Wednesday, October 13, 2010

La Drôme : Saou and Saint Médard


I’m keeping on with the summer vaca series because the photos/road trip experience was so great.

I could just tell it in pictures, but then you wouldn’t know about all the stuff!

Because as we all know, stuff is really important. So bear with me. I promise you pretty pictures…and stuff.


So just like before…ruins, empty churches, and now lots of Dutch people in motorhomes.

We hit a couple of villages on the way out of the gorge and tried to hit Saoû for lunch.

Meal times are even more important while road tripping. If you don’t hit the time (12 to 2) correctly, you may not eat.

There are no McDonalds or supermarkets on the side of these small roads. You may hit a town with only 1 restaurant and if you miss lunch and haven't eaten breakfast, you are screwed until 19h (7pm). Which has been known to make some people inexplicably cranky and punchy.

So, Saoû (pronounced Sue) is a small city (and by that I mean a village with 2 restaurants and 1 corner store) on the edge of a large plateau/mountain of limestone.

It makes for steep white lines topped with a deep and lush green. In summer it is crawling with French and Dutch people. (The Dutch, it seems, are particularly keen on motor homes and the South of France. Goedemiddag to you!)

At 13h30 (1:30pm) we arrive and I get out and find a table in the restaurant in the center of town. I wait for 10 minutes before anyone comes within spitting distance of the table. And apparently lunch is over.


At 13h40 (1:40).


Holding onto my self restraint, I ask where one can eat. We are in luck, there is another restaurant.

Maybe if we run, they will serve us. Please, please, please, let them serve us. So I don't have to come back and murder the rude restaurateur.

So we rush over to the restaurant #2.

Preface: It is something that strikes me as odd that in the middle of nowhere forestland that you can have really good food. Middle-of-big-city kind of good food.

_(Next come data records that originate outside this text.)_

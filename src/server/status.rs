use std::time::Duration;

use axum::{Json, extract::State};
use serde::Serialize;
use tracing::debug;

use crate::command::{self, strip_ansi};
use crate::config::{Probe, Settings};

#[derive(Debug, Serialize)]
pub struct StatusReport {
    running: bool,
    status: &'static str,
}

impl StatusReport {
    fn new(running: bool) -> Self {
        Self {
            running,
            status: if running { "running" } else { "stopped" },
        }
    }
}

pub async fn read_status(State(state): State<super::AppState>) -> Json<StatusReport> {
    Json(StatusReport::new(probe(&state.settings).await))
}

/// Never fails: anything short of a clean positive answer counts as stopped.
async fn probe(settings: &Settings) -> bool {
    let limit = Some(Duration::from_secs(settings.status.timeout_seconds));
    match settings.status.probe {
        Probe::Control => {
            match command::run(&settings.control.command, &["-status"], limit).await {
                Ok(out) if out.success() => reports_running(
                    &out.combined(),
                    &settings.status.running_phrase,
                    &settings.status.stopped_phrase,
                ),
                Ok(out) => {
                    debug!(code = out.code, "status report exited non-zero");
                    false
                }
                Err(err) => {
                    debug!(error = %err, "status report unavailable");
                    false
                }
            }
        }
        Probe::Process => match command::run(&settings.status.process_command, &[], limit).await {
            Ok(out) => out.success(),
            Err(err) => {
                debug!(error = %err, "process probe unavailable");
                false
            }
        },
    }
}

/// The positive phrase is usually a substring of the negative one
/// ("запущен" / "не запущен"), so the negative phrase wins.
fn reports_running(report: &str, running: &str, stopped: &str) -> bool {
    let report = strip_ansi(report).to_lowercase();
    let stopped = stopped.to_lowercase();
    if !stopped.is_empty() && report.contains(&stopped) {
        return false;
    }
    report.contains(&running.to_lowercase())
}

#[cfg(test)]
mod tests {
    use axum::http::{Method, StatusCode};
    use serde_json::json;

    use super::*;
    use crate::server::tests::{call, fake_xkeen, test_settings};
    use crate::server::{AppState, router};

    const URI: &str = "/cgi-bin/status";

    #[test]
    fn phrase_matching_ignores_colour_and_negation() {
        let (yes, no) = ("запущен", "не запущен");
        assert!(reports_running("Прокси-клиент \x1b[32mзапущен\x1b[0m", yes, no));
        assert!(!reports_running("Прокси-клиент \x1b[31mне запущен\x1b[0m", yes, no));
        assert!(!reports_running("", yes, no));
        assert!(reports_running("xray is Running", "running", "not running"));
        assert!(!reports_running("xray is NOT running", "running", "not running"));
    }

    #[tokio::test]
    async fn running_report() {
        let dir = tempfile::tempdir().unwrap();
        fake_xkeen(
            dir.path(),
            "[ \"$1\" = -status ] || exit 2\nprintf '\\033[32mПрокси-клиент запущен\\033[0m\\n'\n",
        );
        let app = router(AppState::new(test_settings(dir.path())));

        let (status, _, body) = call(app, Method::GET, URI, "").await;
        assert_eq!(status, StatusCode::OK);
        assert_eq!(body, json!({ "running": true, "status": "running" }));
    }

    #[tokio::test]
    async fn stopped_report() {
        let dir = tempfile::tempdir().unwrap();
        fake_xkeen(dir.path(), "echo 'Прокси-клиент не запущен'\n");
        let app = router(AppState::new(test_settings(dir.path())));

        let (_, _, body) = call(app, Method::GET, URI, "").await;
        assert_eq!(body, json!({ "running": false, "status": "stopped" }));
    }

    #[tokio::test]
    async fn probe_failures_mean_stopped() {
        let dir = tempfile::tempdir().unwrap();

        let mut missing = test_settings(dir.path());
        missing.control.command = vec!["/nonexistent/xkeen".to_string()];
        assert!(!probe(&missing).await);

        fake_xkeen(dir.path(), "echo 'Прокси-клиент запущен'\nexit 1\n");
        assert!(!probe(&test_settings(dir.path())).await);

        let mut hung = test_settings(dir.path());
        fake_xkeen(dir.path(), "exec sleep 10\n");
        hung.status.timeout_seconds = 1;
        assert!(!probe(&hung).await);
    }

    #[tokio::test]
    async fn process_probe_uses_exit_status() {
        let dir = tempfile::tempdir().unwrap();
        let mut settings = test_settings(dir.path());
        settings.status.probe = Probe::Process;

        settings.status.process_command = vec!["true".to_string()];
        assert!(probe(&settings).await);

        settings.status.process_command = vec!["false".to_string()];
        assert!(!probe(&settings).await);
    }
}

These places are much closer to farm fresh ingredients but you expect that they just wouldn’t care about it as much. It is just food.

But they do. God bless them, they do. Because they are French.

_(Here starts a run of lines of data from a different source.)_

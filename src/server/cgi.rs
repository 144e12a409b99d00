use std::{env, path::Path};

use anyhow::{Context, Result};
use axum::{
    Router,
    body::Body,
    http::{HeaderValue, Request, Response, header},
    response::IntoResponse,
};
use tokio::io::{AsyncRead, AsyncReadExt, AsyncWriteExt};
use tower::ServiceExt;
use tracing::warn;

use super::{ApiError, ROUTE_PREFIX};

/// Endpoint named by the invoking script, e.g. `/cgi-bin/configs.sh` -> `configs`.
pub fn endpoint_from_env() -> Option<String> {
    env::var("SCRIPT_NAME")
        .ok()
        .and_then(|script| endpoint_from_script(&script))
}

fn endpoint_from_script(script: &str) -> Option<String> {
    Path::new(script)
        .file_stem()
        .and_then(|s| s.to_str())
        .filter(|s| !s.is_empty())
        .map(str::to_string)
}

/// Request line and length as announced by the web server.
#[derive(Debug, Clone)]
struct CgiEnv {
    method: String,
    content_length: usize,
    query: String,
}

impl CgiEnv {
    fn from_env() -> Self {
        Self {
            method: env::var("REQUEST_METHOD").unwrap_or_else(|_| "GET".to_string()),
            content_length: content_length(env::var("CONTENT_LENGTH").ok().as_deref()),
            query: env::var("QUERY_STRING").unwrap_or_default(),
        }
    }
}

/// Serve the single request described by the CGI environment and stdin.
pub async fn run_once(app: Router, endpoint: &str, body_limit: usize) -> Result<()> {
    let out = respond(app, endpoint, &CgiEnv::from_env(), tokio::io::stdin(), body_limit).await?;
    write_stdout(&out).await
}

/// Answer with a 500 when no router could be built for this request.
pub async fn run_failed(err: anyhow::Error) -> Result<()> {
    let out = render(transport_error(ApiError::internal(err))).await?;
    write_stdout(&out).await
}

async fn write_stdout(out: &[u8]) -> Result<()> {
    let mut stdout = tokio::io::stdout();
    stdout.write_all(out).await?;
    stdout.flush().await?;
    Ok(())
}

/// Read at most `CONTENT_LENGTH` bytes (and never more than one byte past
/// `body_limit`), dispatch, and render. A short body is passed on as read.
async fn respond<R>(
    app: Router,
    endpoint: &str,
    cgi: &CgiEnv,
    reader: R,
    body_limit: usize,
) -> Result<Vec<u8>>
where
    R: AsyncRead + Unpin,
{
    let want = cgi.content_length.min(body_limit.saturating_add(1));
    let mut body = Vec::new();
    if let Err(err) = reader.take(want as u64).read_to_end(&mut body).await {
        let err = anyhow::Error::new(err).context("failed to read request body");
        return render(transport_error(ApiError::internal(err))).await;
    }
    if body.len() < want {
        warn!(declared = cgi.content_length, read = body.len(), "request body shorter than CONTENT_LENGTH");
    }

    let request = match build_request(&cgi.method, endpoint, &cgi.query, body) {
        Ok(request) => request,
        Err(err) => return render(transport_error(ApiError::bad_request(format!("{err:#}")))).await,
    };
    let response = app.oneshot(request).await?;
    render(response).await
}

/// Error raised before the router saw the request, with the headers every answer carries.
fn transport_error(err: ApiError) -> Response<Body> {
    let mut response = err.into_response();
    let headers = response.headers_mut();
    headers.insert(header::ACCESS_CONTROL_ALLOW_ORIGIN, HeaderValue::from_static("*"));
    headers.insert(
        header::CACHE_CONTROL,
        HeaderValue::from_static("no-store, no-cache, must-revalidate"),
    );
    headers.insert(header::PRAGMA, HeaderValue::from_static("no-cache"));
    response
}

fn content_length(raw: Option<&str>) -> usize {
    match raw.map(str::trim).filter(|s| !s.is_empty()) {
        None => 0,
        Some(value) => value.parse().unwrap_or_else(|_| {
            warn!(value, "ignoring unparsable CONTENT_LENGTH");
            0
        }),
    }
}

fn build_request(method: &str, endpoint: &str, query: &str, body: Vec<u8>) -> Result<Request<Body>> {
    let uri = if query.is_empty() {
        format!("{ROUTE_PREFIX}/{endpoint}")
    } else {
        format!("{ROUTE_PREFIX}/{endpoint}?{query}")
    };
    Request::builder()
        .method(method)
        .uri(&uri)
        .body(Body::from(body))
        .with_context(|| format!("invalid CGI request {method} {uri}"))
}

/// CGI wire form: `Status:` line, headers, blank line, body.
async fn render(response: Response<Body>) -> Result<Vec<u8>> {
    let (parts, body) = response.into_parts();
    let body = axum::body::to_bytes(body, usize::MAX)
        .await
        .context("failed to collect response body")?;

    let mut out = Vec::with_capacity(body.len() + 256);
    out.extend_from_slice(
        format!(
            "Status: {} {}\r\n",
            parts.status.as_u16(),
            parts.status.canonical_reason().unwrap_or("")
        )
        .as_bytes(),
    );
    for (name, value) in &parts.headers {
        out.extend_from_slice(name.as_str().as_bytes());
        out.extend_from_slice(b": ");
        out.extend_from_slice(value.as_bytes());
        out.extend_from_slice(b"\r\n");
    }
    out.extend_from_slice(b"\r\n");
    out.extend_from_slice(&body);
    Ok(out)
}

As you can see, we got served at the other restaurant. By nice people, in a converted farm, with excellent and pretty food.

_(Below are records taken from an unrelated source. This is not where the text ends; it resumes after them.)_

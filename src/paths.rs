use std::path::{Component, Path, PathBuf};

/// Resolve a settings path: absolute paths are kept, relative ones are joined to `base_dir`.
pub fn resolve_path(base_dir: &Path, input: impl AsRef<Path>) -> PathBuf {
    let input = input.as_ref();
    if input.is_absolute() {
        return input.to_path_buf();
    }
    base_dir.join(input)
}

/// True when `name` is exactly one normal path component (no separators, no `..`).
pub fn is_plain_file_name(name: &str) -> bool {
    if name.trim().is_empty() {
        return false;
    }
    let mut components = Path::new(name).components();
    matches!(
        (components.next(), components.next()),
        (Some(Component::Normal(_)), None)
    ) && !name.contains('/')
}

#[cfg(test)]
mod tests {
    use super::*;

    #[test]
    fn absolute_paths_are_untouched() {
        let resolved = resolve_path(Path::new("/etc/panel"), "/opt/etc/xray");
        assert_eq!(resolved, PathBuf::from("/opt/etc/xray"));
    }

    #[test]
    fn relative_paths_join_base() {
        let resolved = resolve_path(Path::new("/etc/panel"), "configs");
        assert_eq!(resolved, PathBuf::from("/etc/panel/configs"));
    }

    #[test]
    fn plain_file_names() {
        assert!(is_plain_file_name("proxy.json"));
        assert!(is_plain_file_name("04_outbounds"));
        assert!(!is_plain_file_name(""));
        assert!(!is_plain_file_name("../etc/passwd"));
        assert!(!is_plain_file_name("a/b.json"));
        assert!(!is_plain_file_name("/abs.json"));
        assert!(!is_plain_file_name(".."));
    }
}
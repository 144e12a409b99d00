use axum::{Json, extract::State};
use serde::{Deserialize, Serialize};
use tracing::{info, warn};

use crate::paths::is_plain_file_name;
use crate::store::{ConfigEntry, ConfigStore};

use super::util::{ActionBody, RawBody};
use super::{ApiError, AppState, Outcome};

#[derive(Serialize)]
pub struct Configs {
    configs: Vec<ConfigEntry>,
}

#[derive(Deserialize)]
struct SaveArgs {
    filename: String,
    content: String,
}

#[derive(Deserialize)]
struct DeleteArgs {
    filename: String,
}

pub async fn list_configs(State(state): State<AppState>) -> Json<Outcome<Configs>> {
    match state.store.list().await {
        Ok(configs) => Json(Outcome::ok(Configs { configs })),
        Err(err) => {
            warn!(error = %err, "failed to list configs");
            Json(Outcome::failed(err.to_string()))
        }
    }
}

/// POST and DELETE share one body format: `{action: "save" | "delete", filename, ...}`.
/// Names ending in `.lst` address routing lists when those are enabled.
pub async fn mutate_configs(
    State(state): State<AppState>,
    body: RawBody,
) -> Result<Json<Outcome>, ApiError> {
    let body = ActionBody::read(body)?;
    let outcome = match body.action.as_str() {
        "save" => {
            let args: SaveArgs = body.args()?;
            let filename = checked_filename(&state.store, &args.filename)?;
            match state.store.save(&filename, &args.content).await {
                Ok(path) => {
                    info!(path = %path.display(), bytes = args.content.len(), "config file saved");
                    Outcome::done()
                }
                Err(err) => {
                    warn!(filename = %filename, error = %err, "failed to save config file");
                    Outcome::failed(err.to_string())
                }
            }
        }
        "delete" => {
            let args: DeleteArgs = body.args()?;
            let filename = checked_filename(&state.store, &args.filename)?;
            match state.store.delete(&filename).await {
                Ok(true) => {
                    info!(filename = %filename, "config file deleted");
                    Outcome::done()
                }
                Ok(false) => Outcome::failed("File not found"),
                Err(err) => {
                    warn!(filename = %filename, error = %err, "failed to delete config file");
                    Outcome::failed(err.to_string())
                }
            }
        }
        _ => return Err(ApiError::bad_request("Unknown action")),
    };
    Ok(Json(outcome))
}

fn checked_filename(store: &ConfigStore, raw: &str) -> Result<String, ApiError> {
    let filename = store.stored_name(raw);
    if raw.is_empty() || !is_plain_file_name(&filename) {
        return Err(ApiError::bad_request("Invalid filename"));
    }
    Ok(filename)
}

Andalusian gazpacho with balsalmic vinegar and Roquefort cheese appetizer.

So at this point, I have eaten well, I am ready for a hike and I really want to camp. We go to buy some local products in a brewery (this mini town is shaping up to be quite swanky) and there is a young kid running the front. We got warned about camping but I think this kid might know if we are really going to get in trouble for camping or not.

Which, apparently, is yes. He and his friends got caught twice. 400 euro fine and ranger escort back down. And he is a local!

Ugh! I know this will probably be one of our last chances to camp. The further south you get, the less wooded it is and the MORE people there are. Paris is 75% empty and all those parisians are in the South (Plus the Dutch caravan parade). You are lucky if you can find a spot to pee in.

So, the nice kid gives us a recommendation for camping. But what about our 5 hour hike? We decide just to drive into the forest and randomly stop.

~~


We hike vertically up 50 minutes. I am expecting a shack covering an old church, like our first hike. But I am wrong and we are lucky for the 2nd time that day.

St Médard is an old 1 room chapel. Recently cleaned up and refortified by a local catholic group.



We have a beautiful view on all sides and watch the colors change with the fading sun as we hike back down.

Well fed, exhausted. I am happy.


And we get to camp.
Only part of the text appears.